Becket believes a rotation of cash from other emerging markets and developed markets into China and Hong Kong is occurring.
Psigma sold its position in First State Asia Pacific Leaders to invest, in January this year, in the Blackrock Asian Growth Leaders Fund, managed by Andrew Swan.
“We sold out [of First State] because that fund was too defensive, too focused on consumer staples and high quality businesses which were relatively expensive as opposed to more cyclical recovery stocks, which is where Blackrock began to allocate. We also liked the dynamic flexible mandate that Andrew Swan has for that particular product.”
Psigma is also invested in the Allianz Greater China Fund run by Christina Chung.
The fund exploits some of China’s intermediate growth themes that have fallen out of favor: technology, energy replacement, consumer services and financial services, he said.
“All are longterm growth plays everyone loved last decade but don’t believe in this decade, which is incredibly short sighted. This is a once in a decade opportunity to invest in China growth themes at attractive valuations.”
“We tend to invest in things quite early. We were heavy in Japan in 2011 and aggressively allocated to China in 2013. That was a pretty contrarian position but it’s getting less so now.”
Psigma has also been invested in Schroder Asian Income. It was bought as a defensive play three years ago, but since then the fund manager, Richard Sennitt, has taken a more cyclical bias.
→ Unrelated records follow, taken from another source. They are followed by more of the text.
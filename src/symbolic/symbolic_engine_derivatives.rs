//! Analytical differentiation and string parsing for `Expr`.
//!
//! `n_th_derivative` simplifies after every step, so the derivatives needed for Taylor
//! remainders stay small. Powers use the general rule `d(b^e) = b^e*(e'*log(b) + e*b'/b)`,
//! reduced to `e*b^(e-1)*b'` when the exponent does not depend on the variable.

use crate::symbolic::parse_expr::parse_expression_func;
use crate::symbolic::symbolic_engine::{Expr, SymbolicError};

impl Expr {
    /// Computes the analytical derivative of the expression with respect to a variable.
    ///
    /// Implements all standard differentiation rules from calculus:
    /// - Power rule: d/dx(x^n) = n*x^(n-1)
    /// - Product rule: d/dx(f*g) = f'*g + f*g'
    /// - Quotient rule: d/dx(f/g) = (f'*g - f*g')/g^2
    /// - Chain rule: d/dx(f(g(x))) = f'(g(x))*g'(x)
    ///
    /// The result is not simplified.
    ///
    /// # Arguments
    /// * `var` - Variable name to differentiate with respect to
    ///
    /// # Examples
    /// ```
    /// use RustedAsymptotics::symbolic::symbolic_engine::Expr;
    /// let z = Expr::var("z");
    /// let f = z.clone() * z; // z^2
    /// let df = f.diff("z").simplify().unwrap();
    /// assert_eq!(df, (Expr::from(2) * Expr::var("z")).simplify().unwrap());
    /// ```
    pub fn diff(&self, var: &str) -> Expr {
        match self {
            Expr::Var(name) => {
                if name == var {
                    Expr::one()
                } else {
                    Expr::zero()
                }
            }
            Expr::Const(_) => Expr::zero(),
            Expr::Add(lhs, rhs) => Expr::Add(Box::new(lhs.diff(var)), Box::new(rhs.diff(var))),
            Expr::Sub(lhs, rhs) => Expr::Sub(Box::new(lhs.diff(var)), Box::new(rhs.diff(var))),
            Expr::Mul(lhs, rhs) => Expr::Add(
                Box::new(Expr::Mul(Box::new(lhs.diff(var)), rhs.clone())),
                Box::new(Expr::Mul(lhs.clone(), Box::new(rhs.diff(var)))),
            ),
            Expr::Div(lhs, rhs) => Expr::Div(
                Box::new(Expr::Sub(
                    Box::new(Expr::Mul(Box::new(lhs.diff(var)), rhs.clone())),
                    Box::new(Expr::Mul(Box::new(rhs.diff(var)), lhs.clone())),
                )),
                Box::new(Expr::Mul(rhs.clone(), rhs.clone())),
            ),
            Expr::Pow(base, exp) if !exp.contains_variable(var) => Expr::Mul(
                Box::new(Expr::Mul(
                    exp.clone(),
                    Box::new(Expr::Pow(
                        base.clone(),
                        Box::new(Expr::Sub(exp.clone(), Box::new(Expr::one()))),
                    )),
                )),
                Box::new(base.diff(var)),
            ),
            Expr::Pow(base, exp) => Expr::Mul(
                Box::new(self.clone()),
                Box::new(Expr::Add(
                    Box::new(Expr::Mul(
                        Box::new(exp.diff(var)),
                        Box::new(Expr::Ln(base.clone())),
                    )),
                    Box::new(Expr::Div(
                        Box::new(Expr::Mul(exp.clone(), Box::new(base.diff(var)))),
                        base.clone(),
                    )),
                )),
            ),
            // |u|' = u/|u| * u'
            Expr::Abs(expr) => Expr::Mul(
                Box::new(Expr::Div(expr.clone(), Box::new(Expr::Abs(expr.clone())))),
                Box::new(expr.diff(var)),
            ),
            Expr::Exp(expr) => {
                Expr::Mul(Box::new(Expr::Exp(expr.clone())), Box::new(expr.diff(var)))
            }
            Expr::Ln(expr) => Expr::Div(Box::new(expr.diff(var)), expr.clone()),
            Expr::sin(expr) => {
                Expr::Mul(Box::new(Expr::cos(expr.clone())), Box::new(expr.diff(var)))
            }
            Expr::cos(expr) => Expr::Mul(
                Box::new(Expr::Mul(
                    Box::new(-Expr::one()),
                    Box::new(Expr::sin(expr.clone())),
                )),
                Box::new(expr.diff(var)),
            ),
        }
    } // end of diff

    /// n-th derivative, simplified after every step.
    ///
    /// # Arguments
    /// * `var` - Variable name to differentiate with respect to
    /// * `n` - order of the derivative, `0` returns the simplified expression itself
    pub fn n_th_derivative(&self, var: &str, n: usize) -> Result<Expr, SymbolicError> {
        let mut derivative = self.simplify()?;
        for _ in 0..n {
            derivative = derivative.diff(var).simplify()?;
        }
        Ok(derivative)
    }

    /// Parses a string like `"1/(1 - z)^2 + exp(k/n)"` into an expression.
    pub fn parse_expression(input: &str) -> Result<Expr, SymbolicError> {
        parse_expression_func(input)
    }
}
Psigma intends to add a fourth Asia fund and has narrowed down the choice to Neuberger Berman Greater China Equity Fund [FUI6] run by Frank Yao and Lihui Tang and Fidelity China Fund, managed by Jing Ning, who moved to Fidelity last year from Andrew Swan’s team at Blackrock.
“We’re looking to add another dedicated China product to play this medium term valuation opportunity that we currently see in Chinese equities,” Becket said.
Asia via emerging markets
Henderson Global is seeking a replacement for the one emerging markets fund it’s invested in, the First State Emerging Markets Fund, which has closed, De Bunsen said. The firm has singled out a few candidates.
One is Blackrock’s BGF Asia Dragon Fund, run by Andrew Swan, which is tied to Asia growth. Another is Hermes Asia ex-Japan, run by Jonathan Pines. But the latter fund “has done incredibly well — too well for us to look at it now,” De Bunsen said.
In addition, the small cap strategy of Matthews Asia Small Companies Fund from Matthews Asia is attractive, he said.
Henderson is also invested in the Schroder Asia Total Return Fund, which he said is slightly different to the average Asian equity fund because it has a hedge overlay.
“They have lots of analysts on the ground and a quantitative macro overlay. If the top down view doesn’t look great, they might buy the stocks but try to hedge the country risk. It gives you low volatility exposure to Asia. It’s a bit like a hedge fund but we don’t pay hedge fund fees.”
De Bunsen said most UK-based firms have Asia exposure through First State or Aberdeen emerging market funds as a default solution.
“They did well in 2008, which is always a big tick in everyone’s box. They tend to have a smooth trajectory and people want that kind of steady earnings profile. Others are trying to copy their strategies.”